§ **TASK INPUTS**
-- -- --
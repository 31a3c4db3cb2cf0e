//! Authentication and account endpoints

use docent_core::types::{AckResponse, AuthUrl, UserInfo};
use docent_core::{DocentError, Result};
use reqwest::header::{HeaderMap, SET_COOKIE};

use crate::{ApiClient, SESSION_COOKIE};

impl ApiClient {
    /// URL the user must visit to sign in
    pub async fn auth_url(&self) -> Result<AuthUrl> {
        self.send_json(self.client.get(self.url("/auth/url"))).await
    }

    /// URL the user must visit to sign in with admin consent
    pub async fn admin_auth_url(&self) -> Result<AuthUrl> {
        self.send_json(self.client.get(self.url("/auth/admin/url")))
            .await
    }

    /// Exchange an OAuth callback code for a session token
    ///
    /// The backend answers the callback with a redirect that carries the
    /// `session_token` cookie, so this request runs on a dedicated client
    /// with redirects disabled and reads the cookie off the raw response.
    pub async fn complete_auth(&self, code: &str) -> Result<String> {
        let client = reqwest::Client::builder()
            .redirect(reqwest::redirect::Policy::none())
            .timeout(self.config.timeout)
            .build()?;
        let resp = client
            .get(self.url("/auth/callback"))
            .query(&[("code", code)])
            .send()
            .await?;

        if let Some(token) = extract_session_cookie(resp.headers()) {
            return Ok(token);
        }
        let status = resp.status();
        let body = resp.text().await.unwrap_or_default();
        Err(DocentError::api(
            status.as_u16(),
            crate::extract_detail(status, &body),
        ))
    }

    /// End the server-side session
    pub async fn logout(&self) -> Result<AckResponse> {
        self.send_json(self.client.post(self.url("/logout"))).await
    }

    /// Delete the account and all its data
    pub async fn dropout(&self) -> Result<AckResponse> {
        self.send_json(self.client.post(self.url("/dropout"))).await
    }

    /// The signed-in user
    pub async fn user_info(&self) -> Result<UserInfo> {
        self.send_json(self.client.get(self.url("/user"))).await
    }
}

/// Find the session token among Set-Cookie headers
fn extract_session_cookie(headers: &HeaderMap) -> Option<String> {
    let prefix = format!("{}=", SESSION_COOKIE);
    for value in headers.get_all(SET_COOKIE) {
        let raw = match value.to_str() {
            Ok(raw) => raw,
            Err(_) => continue,
        };
        let pair = raw.split(';').next().unwrap_or("");
        if let Some(token) = pair.strip_prefix(&prefix) {
            if !token.is_empty() {
                return Some(token.to_string());
            }
        }
    }
    None
}

#[cfg(test)]
mod tests {
    use super::*;
    use reqwest::header::HeaderValue;

    #[test]
    fn session_cookie_is_extracted_from_attributes() {
        let mut headers = HeaderMap::new();
        headers.append(
            SET_COOKIE,
            HeaderValue::from_static("other=1; Path=/"),
        );
        headers.append(
            SET_COOKIE,
            HeaderValue::from_static("session_token=tok-123; HttpOnly; Path=/; SameSite=Lax"),
        );
        assert_eq!(extract_session_cookie(&headers).as_deref(), Some("tok-123"));
    }

    #[test]
    fn missing_or_empty_cookie_yields_none() {
        let mut headers = HeaderMap::new();
        assert!(extract_session_cookie(&headers).is_none());
        headers.append(SET_COOKIE, HeaderValue::from_static("session_token=; Path=/"));
        assert!(extract_session_cookie(&headers).is_none());
    }
}
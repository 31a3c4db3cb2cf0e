//! Conversation state for the room on screen

use crate::framing::{Reference, StreamEvent};
use crate::types::{ChatMessage, ChatRole, Evaluation, HistoryItem};
use tracing::debug;

/// One rendered turn of the conversation
#[derive(Debug, Clone, PartialEq)]
pub struct ChatTurn {
    /// Backend message id, known only for turns loaded from storage
    pub message_id: Option<String>,
    /// Speaker
    pub role: ChatRole,
    /// Turn text
    pub text: String,
    /// Grounding references (streamed answers only; stored turns carry
    /// label-only references)
    pub references: Vec<Reference>,
    /// Token count reported for this answer
    pub token_usage: Option<u64>,
    /// User rating
    pub evaluation: Evaluation,
}

impl ChatTurn {
    /// A user turn
    pub fn user(text: impl Into<String>) -> Self {
        Self {
            message_id: None,
            role: ChatRole::User,
            text: text.into(),
            references: Vec::new(),
            token_usage: None,
            evaluation: Evaluation::None,
        }
    }

    /// An assistant turn
    pub fn assistant(text: impl Into<String>) -> Self {
        Self {
            message_id: None,
            role: ChatRole::Assistant,
            text: text.into(),
            references: Vec::new(),
            token_usage: None,
            evaluation: Evaluation::None,
        }
    }
}

/// In-memory conversation state driving a UI
///
/// The session applies [`StreamEvent`]s from the frame parser and keeps the
/// loading flag honest: it turns on when an exchange begins and is
/// guaranteed off once the exchange ends, successfully or not.
#[derive(Debug, Default)]
pub struct ChatSession {
    turns: Vec<ChatTurn>,
    loading: bool,
}

impl ChatSession {
    /// An empty conversation
    pub fn new() -> Self {
        Self::default()
    }

    /// Rebuild the conversation from stored messages
    pub fn from_messages(messages: Vec<ChatMessage>) -> Self {
        let turns = messages
            .into_iter()
            .map(|m| ChatTurn {
                message_id: m.id,
                role: m.role,
                text: m.message,
                // Stored messages keep display labels only.
                references: m
                    .references
                    .into_iter()
                    .map(|label| Reference::new(label, ""))
                    .collect(),
                token_usage: None,
                evaluation: m.evaluation,
            })
            .collect();
        Self {
            turns,
            loading: false,
        }
    }

    /// Append the user's message and mark the exchange in flight
    pub fn begin_exchange(&mut self, message: impl Into<String>) {
        self.turns.push(ChatTurn::user(message));
        self.loading = true;
    }

    /// Apply one parser event
    pub fn apply(&mut self, event: &StreamEvent) {
        match event {
            StreamEvent::AnswerStarted => {
                self.loading = false;
                self.turns.push(ChatTurn::assistant(String::new()));
            }
            StreamEvent::AnswerDelta(delta) => {
                if let Some(turn) = self.last_assistant_mut() {
                    turn.text.push_str(delta);
                }
            }
            StreamEvent::AnswerComplete(text) => {
                if let Some(turn) = self.last_assistant_mut() {
                    turn.text = text.clone();
                }
            }
            StreamEvent::TokenUsage(count) => {
                if let Some(turn) = self.last_assistant_mut() {
                    turn.token_usage = Some(*count);
                }
            }
            StreamEvent::References(references) => match self.last_assistant_mut() {
                Some(turn) => turn.references = references.clone(),
                None => debug!("dropping references: no assistant turn to attach to"),
            },
            StreamEvent::Completed => {
                self.loading = false;
            }
        }
    }

    /// Record a failed exchange
    ///
    /// Fills the empty assistant placeholder when one exists, otherwise
    /// appends a new assistant turn, and clears the loading flag.
    pub fn fail(&mut self, message: impl Into<String>) {
        let message = message.into();
        match self.turns.last_mut() {
            Some(turn) if turn.role == ChatRole::Assistant && turn.text.is_empty() => {
                turn.text = message;
            }
            _ => self.turns.push(ChatTurn::assistant(message)),
        }
        self.loading = false;
    }

    /// Rate the most recent assistant turn; false when there is none
    pub fn set_last_evaluation(&mut self, evaluation: Evaluation) -> bool {
        match self.last_assistant_mut() {
            Some(turn) => {
                turn.evaluation = evaluation;
                true
            }
            None => false,
        }
    }

    /// Conversation history in the shape the send request expects
    pub fn history(&self) -> Vec<HistoryItem> {
        self.turns
            .iter()
            .map(|turn| HistoryItem {
                kind: turn.role,
                content: turn.text.clone(),
            })
            .collect()
    }

    /// All turns, oldest first
    pub fn turns(&self) -> &[ChatTurn] {
        &self.turns
    }

    /// True while an exchange is awaiting its first answer content
    pub fn loading(&self) -> bool {
        self.loading
    }

    /// The most recent assistant turn
    pub fn last_assistant(&self) -> Option<&ChatTurn> {
        self.turns
            .iter()
            .rev()
            .find(|turn| turn.role == ChatRole::Assistant)
    }

    fn last_assistant_mut(&mut self) -> Option<&mut ChatTurn> {
        self.turns
            .iter_mut()
            .rev()
            .find(|turn| turn.role == ChatRole::Assistant)
    }
}
//! Interactive terminal chat for docent
//!
//! A blocking prompt/read loop over the streaming API client. Answers are
//! printed as they stream in; rooms, index selection, ratings and the
//! custom prompt are driven with slash commands.

use std::io::{self, Write};

use docent_client::ApiClient;
use docent_core::framing::StreamEvent;
use docent_core::types::{
    ChatMessageRequest, ChatRole, ChatRoom, CoreConfig, Evaluation, IndexTypeDetail,
};
use docent_core::{ChatSession, DocentError, Result, RoomStore};
use tracing::debug;

pub mod commands;
pub mod render;

use commands::{Command, IndexSelection, PromptArg};

/// Shown when a stream fails after it started
const FAILURE_MESSAGE: &str = "Failed to retrieve the answer. Please try again.";

/// Shown when the backend rejects the session mid-conversation
const SESSION_EXPIRED_MESSAGE: &str =
    "Your session has expired. Run `run-docent login` and try again.";

/// Shell settings supplied by the binary
#[derive(Clone, Default)]
pub struct ShellConfig {
    /// Model override; the server default applies when unset
    pub model: Option<String>,
}

/// The interactive chat shell
pub struct ChatShell {
    client: ApiClient,
    config: ShellConfig,
    core: CoreConfig,
    rooms: RoomStore,
    session: ChatSession,
    active_room: Option<ChatRoom>,
    selected_indexes: Vec<IndexTypeDetail>,
    model: String,
    prompt_active: bool,
}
-- -- --
§ **ACTIVITY**
Show all lines from the listing above in which "match" appears.

§ **RESULT OF THE EXERCISE**
        let raw = match value.to_str() {
        match event {
            StreamEvent::References(references) => match self.last_assistant_mut() {
        match self.turns.last_mut() {
        match self.last_assistant_mut() {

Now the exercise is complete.